What matters most: Embeddings capture meaning, not just keywords – “car” and “automobile” end up with similar embeddings. They’re fixed-size representations, so “hi” and a 500-word essay both become the same length vector. They’re used for similarity search – you compare vectors to find related content. Different models produce different dimensions – text-embedding-3-small gives you 1,536 dimensions. And there are cost-quality trade-offs to consider: smaller embeddings are cheaper but less nuanced.

The colour version: Every colour can be described with exactly three numbers: RGB values. Red equals [255, 0, 0], orange equals [255, 165, 0]. Colours that look similar have similar numbers. You can find “similar colours” by comparing these triplets. Embeddings do the same for text, except instead of three numbers describing colour, you use 1,536 numbers describing meaning. Similar meanings equal similar numbers, just like similar colours equal similar RGB values.

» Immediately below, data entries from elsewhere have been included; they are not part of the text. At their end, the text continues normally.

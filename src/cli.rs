//! Command line arguments.

use clap::{ArgAction, Parser};
use cminus::driver::{Options, StartRule, DEFAULT_MAX_TOKENS};
use cminus::parser::DEFAULT_MAX_DEPTH;
use cminus::printer::DEFAULT_INDENT_WIDTH;
use std::path::PathBuf;

/// Scan and parse a C-minus source file, printing its tokens or syntax tree.
#[derive(Parser, Debug)]
#[command(name = "cminus")]
#[command(version, about, long_about = None)]
pub struct Cli {
    /// Source file to read
    pub source: Option<PathBuf>,

    /// Only tokenize and dump the tokens
    #[arg(short, long)]
    pub lex_only: bool,

    /// Dump the tokens before the syntax tree
    #[arg(short, long)]
    pub debug_lexicon: bool,

    /// Parse a single expression instead of a program
    #[arg(short, long)]
    pub expression: bool,

    /// Indentation level of the tree root
    #[arg(short, long, default_value_t = 0)]
    pub indent: usize,

    /// Spaces per indentation level
    #[arg(long, default_value_t = DEFAULT_INDENT_WIDTH)]
    pub indent_width: usize,

    /// Maximum number of tokens accepted from one file
    #[arg(long, default_value_t = DEFAULT_MAX_TOKENS)]
    pub max_tokens: usize,

    /// Maximum nesting depth of statements and expressions
    #[arg(long, default_value_t = DEFAULT_MAX_DEPTH)]
    pub max_depth: usize,

    /// Log more to stderr (-v debug, -vv trace)
    #[arg(short, long, action = ArgAction::Count)]
    pub verbose: u8,
}

impl Cli {
    pub fn options(&self) -> Options {
        Options {
            lex_only: self.lex_only,
            dump_tokens: self.debug_lexicon,
            start: if self.expression {
                StartRule::Expression
            } else {
                StartRule::Program
            },
            indent: self.indent,
            indent_width: self.indent_width,
            max_tokens: self.max_tokens,
            max_depth: self.max_depth,
        }
    }

    pub fn log_level(&self) -> &'static str {
        match self.verbose {
            0 => "warn",
            1 => "debug",
            _ => "trace",
        }
    }
}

The developer version: It’s like hashing, but preserving similarity instead of randomising it. A hash function converts “hello” into something like 2cf24dba5fb0a30e. Embeddings convert “hello” into [0.1, 0.3, -0.2, …]. But unlike hashing where similar inputs give totally different hashes, embeddings make similar inputs give similar vectors. It’s a “similarity-preserving hash” – you can compare the results to find related content. Use cosine similarity instead of equality checks.

Fine-Tuning vs RAG

TL;DR Two different approaches to customisation. RAG equals retrieve external knowledge and include it in the prompt. Fine-tuning equals retrain model weights on your data. Use RAG for facts, fine-tuning for behaviour.

What matters most: Use RAG for changing knowledge – prices, inventory, news, data that updates frequently. Use fine-tuning for changing behaviour – style, format, tone, domain terminology. RAG is cheaper and faster because there’s no retraining needed, you just update documents. Fine-tuning has no retrieval overhead because everything’s baked into the weights. Often they work best together – fine-tune for style, RAG for facts.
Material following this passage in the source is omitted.